• [What the task requires]:
Reproduce only the top of the records, down to and including the line containing "the sequential path.".

*** Information given

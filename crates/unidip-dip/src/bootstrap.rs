//! Bootstrap significance of the dip against a uniform null
//!
//! Each trial draws a fresh null replicate of the same size as the tested
//! ECDF and computes its dip in reduced mode. Trial `i` is seeded with
//! `base + i`, where `base` comes from the caller's random source, so the
//! replicates do not depend on evaluation order and the `parallel` feature
//! produces the same p-values as the sequential path.

use crate::dip::{dip_statistic, dip_with_interval};
use crate::ecdf::Ecdf;
use crate::types::DipTestResult;
use rand::prelude::*;
use serde::{Deserialize, Serialize};
use tracing::{debug, instrument};
use unidip_core::{Error, Result};

#[cfg(feature = "parallel")]
use rayon::prelude::*;

/// Default number of bootstrap trials
pub const DEFAULT_TRIAL_COUNT: usize = 100;

/// Shape of a null replicate
#[derive(Debug, Clone, Copy, Default, PartialEq, Eq, Serialize, Deserialize)]
pub enum NullModel {
    /// `n` independent U(0,1) draws
    #[default]
    UniformSample,
    /// `n` equally spaced bins with U(0,1) heights
    UniformHistogram,
}

impl NullModel {
    fn replicate_dip(self, n: usize, seed: u64) -> f64 {
        let mut rng = StdRng::seed_from_u64(seed);
        let replicate = match self {
            Self::UniformSample => {
                let draws: Vec<f64> = (0..n).map(|_| rng.gen::<f64>()).collect();
                Ecdf::from_sample(&draws)
            }
            Self::UniformHistogram => {
                let heights: Vec<f64> = (0..n).map(|_| rng.gen::<f64>()).collect();
                Ecdf::from_counts(&heights)
            }
        };
        // An all-zero histogram draw has no distribution; it counts as flat.
        replicate.map(|ecdf| dip_statistic(&ecdf)).unwrap_or(0.0)
    }
}

/// Bootstrap dip tester
#[derive(Debug, Clone, Copy, PartialEq)]
pub struct SignificanceTester {
    trial_count: usize,
    null_model: NullModel,
}

impl Default for SignificanceTester {
    fn default() -> Self {
        Self::new(DEFAULT_TRIAL_COUNT)
    }
}

impl SignificanceTester {
    /// Tester with `trial_count` trials (at least one) and the sample null
    pub fn new(trial_count: usize) -> Self {
        Self {
            trial_count: trial_count.max(1),
            null_model: NullModel::default(),
        }
    }

    pub fn with_null_model(mut self, null_model: NullModel) -> Self {
        self.null_model = null_model;
        self
    }

    pub fn trial_count(&self) -> usize {
        self.trial_count
    }

    pub fn null_model(&self) -> NullModel {
        self.null_model
    }

    /// Dips of `trial_count` null replicates of size `n`
    pub fn null_dips(&self, n: usize, base_seed: u64) -> Vec<f64> {
        let model = self.null_model;
        let trial = move |i: usize| model.replicate_dip(n, base_seed.wrapping_add(i as u64));

        #[cfg(feature = "parallel")]
        {
            (0..self.trial_count).into_par_iter().map(trial).collect()
        }
        #[cfg(not(feature = "parallel"))]
        {
            (0..self.trial_count).map(trial).collect()
        }
    }

    /// Dip of `ecdf` with its bootstrap p-value
    #[instrument(skip(self, ecdf, rng), fields(n = ecdf.len(), trials = self.trial_count))]
    pub fn test<R: Rng + ?Sized>(&self, ecdf: &Ecdf, rng: &mut R) -> DipTestResult {
        let (dip, modal_interval) = dip_with_interval(ecdf);
        let base_seed: u64 = rng.gen();
        let nulls = self.null_dips(ecdf.len(), base_seed);
        let p_value = p_value(dip, &nulls);

        debug!(dip, ?p_value, %modal_interval, "dip test complete");

        DipTestResult {
            dip,
            p_value,
            modal_interval,
            modal_bounds: modal_interval.bounds_in(ecdf),
        }
    }
}

/// `(#{null >= observed} + 1) / (trials + 1)`, or `None` when every null dip
/// is exactly zero
///
/// # Examples
///
/// ```rust
/// use unidip_dip::bootstrap::p_value;
///
/// assert_eq!(p_value(0.1, &[0.05, 0.2, 0.15, 0.01]), Some(3.0 / 5.0));
/// assert_eq!(p_value(0.1, &[0.0, 0.0]), None);
/// ```
pub fn p_value(observed: f64, null_dips: &[f64]) -> Option<f64> {
    if null_dips.iter().all(|&d| d == 0.0) {
        return None;
    }
    let exceeding = null_dips.iter().filter(|&&d| d >= observed).count();
    Some((exceeding + 1) as f64 / (null_dips.len() + 1) as f64)
}

/// Bootstrap dip test against the uniform sample null
///
/// `seed = None` draws a seed from the thread-local generator.
///
/// # Examples
///
/// ```rust
/// use unidip_dip::{dip_test, Ecdf};
///
/// let ecdf = Ecdf::from_counts(&[1.0, 1.0, 1.0, 50.0, 1.0, 1.0, 1.0]).unwrap();
/// let result = dip_test(&ecdf, 100, Some(7));
/// assert!(result.p_value.unwrap() > 0.05);
/// ```
#[instrument(skip(ecdf), fields(n = ecdf.len()))]
pub fn dip_test(ecdf: &Ecdf, trial_count: usize, seed: Option<u64>) -> DipTestResult {
    let mut rng = match seed {
        Some(seed) => StdRng::seed_from_u64(seed),
        None => StdRng::seed_from_u64(thread_rng().gen()),
    };
    SignificanceTester::new(trial_count).test(ecdf, &mut rng)
}

/// Monte-Carlo quantiles of the dip for samples of `sample_size` drawn from
/// `sampler`
///
/// Quantiles are interpolated linearly between order statistics of the
/// `n_samples` simulated dips.
#[instrument(skip(sampler, quantiles, rng), fields(n_quantiles = quantiles.len()))]
pub fn critical_values<D, R>(
    sampler: &D,
    quantiles: &[f64],
    sample_size: usize,
    n_samples: usize,
    rng: &mut R,
) -> Result<Vec<f64>>
where
    D: Distribution<f64>,
    R: Rng + ?Sized,
{
    if sample_size == 0 {
        return Err(Error::InsufficientData {
            expected: 1,
            actual: 0,
        });
    }
    if n_samples == 0 {
        return Err(Error::InvalidParameter(
            "number of simulated samples must be positive".to_string(),
        ));
    }
    if let Some(&q) = quantiles
        .iter()
        .find(|q| !q.is_finite() || **q < 0.0 || **q > 1.0)
    {
        return Err(Error::InvalidParameter(format!(
            "quantile {q} is outside [0, 1]"
        )));
    }

    let mut dips = Vec::with_capacity(n_samples);
    for _ in 0..n_samples {
        let draws: Vec<f64> = (0..sample_size).map(|_| sampler.sample(rng)).collect();
        dips.push(Ecdf::from_sample(&draws).map(|ecdf| dip_statistic(&ecdf))?);
    }
    dips.sort_by(f64::total_cmp);
    debug!(n_samples, sample_size, "simulated dip distribution");

    Ok(quantiles.iter().map(|&q| interpolated_quantile(&dips, q)).collect())
}

fn interpolated_quantile(sorted: &[f64], q: f64) -> f64 {
    let position = q * (sorted.len() - 1) as f64;
    let below = position.floor() as usize;
    let above = position.ceil() as usize;
    let fraction = position - below as f64;
    sorted[below] + (sorted[above] - sorted[below]) * fraction
}

#[cfg(test)]
mod tests {
    use super::*;
    use approx::assert_relative_eq;
    use rand_distr::Uniform;

    #[test]
    fn test_p_value_counts_ties_as_exceeding() {
        assert_eq!(p_value(0.2, &[0.2, 0.1, 0.3]), Some(0.75));
        assert_eq!(p_value(1.0, &[0.1, 0.1, 0.1]), Some(0.25));
        assert_eq!(p_value(0.0, &[0.0; 10]), None);
    }

    #[test]
    fn test_degenerate_ecdf_has_undefined_p_value() {
        let ecdf = Ecdf::from_sample(&[1.0, 2.0, 3.0]).unwrap();
        let result = dip_test(&ecdf, 20, Some(1));
        assert_eq!(result.dip, 0.0);
        assert_eq!(result.p_value, None);
        assert!(!result.is_significant(0.05));
    }

    #[test]
    fn test_same_seed_same_p_value() {
        let sample: Vec<f64> = (0..60).map(|i| ((i * 37) % 60) as f64 / 7.0).collect();
        let ecdf = Ecdf::from_sample(&sample).unwrap();
        let a = dip_test(&ecdf, 50, Some(42));
        let b = dip_test(&ecdf, 50, Some(42));
        assert_eq!(a, b);
    }

    #[test]
    fn test_null_dips_are_seed_determined() {
        let tester = SignificanceTester::new(16).with_null_model(NullModel::UniformHistogram);
        assert_eq!(tester.null_dips(30, 9), tester.null_dips(30, 9));
        assert_eq!(tester.null_dips(30, 9).len(), 16);
        assert!(tester.null_dips(30, 9).iter().all(|d| (0.0..=0.5).contains(d)));
    }

    #[test]
    fn test_zero_trials_clamped() {
        assert_eq!(SignificanceTester::new(0).trial_count(), 1);
        assert_eq!(SignificanceTester::default().null_model(), NullModel::UniformSample);
    }

    #[test]
    fn test_critical_values_are_ordered() {
        let mut rng = StdRng::seed_from_u64(3);
        let uniform = Uniform::new(0.0, 1.0);
        let values = critical_values(&uniform, &[0.0, 0.5, 0.95, 1.0], 50, 40, &mut rng).unwrap();
        assert_eq!(values.len(), 4);
        assert!(values.windows(2).all(|w| w[0] <= w[1]));
        assert!(values[0] > 0.0);
    }

    #[test]
    fn test_critical_values_validation() {
        let mut rng = StdRng::seed_from_u64(3);
        let uniform = Uniform::new(0.0, 1.0);
        assert!(matches!(
            critical_values(&uniform, &[0.5], 0, 10, &mut rng),
            Err(Error::InsufficientData { .. })
        ));
        assert!(critical_values(&uniform, &[0.5], 10, 0, &mut rng).is_err());
        assert!(critical_values(&uniform, &[1.5], 10, 10, &mut rng).is_err());
        assert!(critical_values(&uniform, &[f64::NAN], 10, 10, &mut rng).is_err());
    }

    #[test]
    fn test_interpolated_quantile() {
        let sorted = [1.0, 2.0, 3.0, 4.0];
        assert_relative_eq!(interpolated_quantile(&sorted, 0.5), 2.5);
        assert_relative_eq!(interpolated_quantile(&sorted, 1.0), 4.0);
        assert_relative_eq!(interpolated_quantile(&[7.0], 0.3), 7.0);
    }
}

******

• [Exercise output]:
filename crates/unidip-dip/src/bootstrap.rs
//! Bootstrap significance of the dip against a uniform null
//!
//! Each trial draws a fresh null replicate of the same size as the tested
//! ECDF and computes its dip in reduced mode. Trial `i` is seeded with
//! `base + i`, where `base` comes from the caller's random source, so the
//! replicates do not depend on evaluation order and the `parallel` feature
//! produces the same p-values as the sequential path.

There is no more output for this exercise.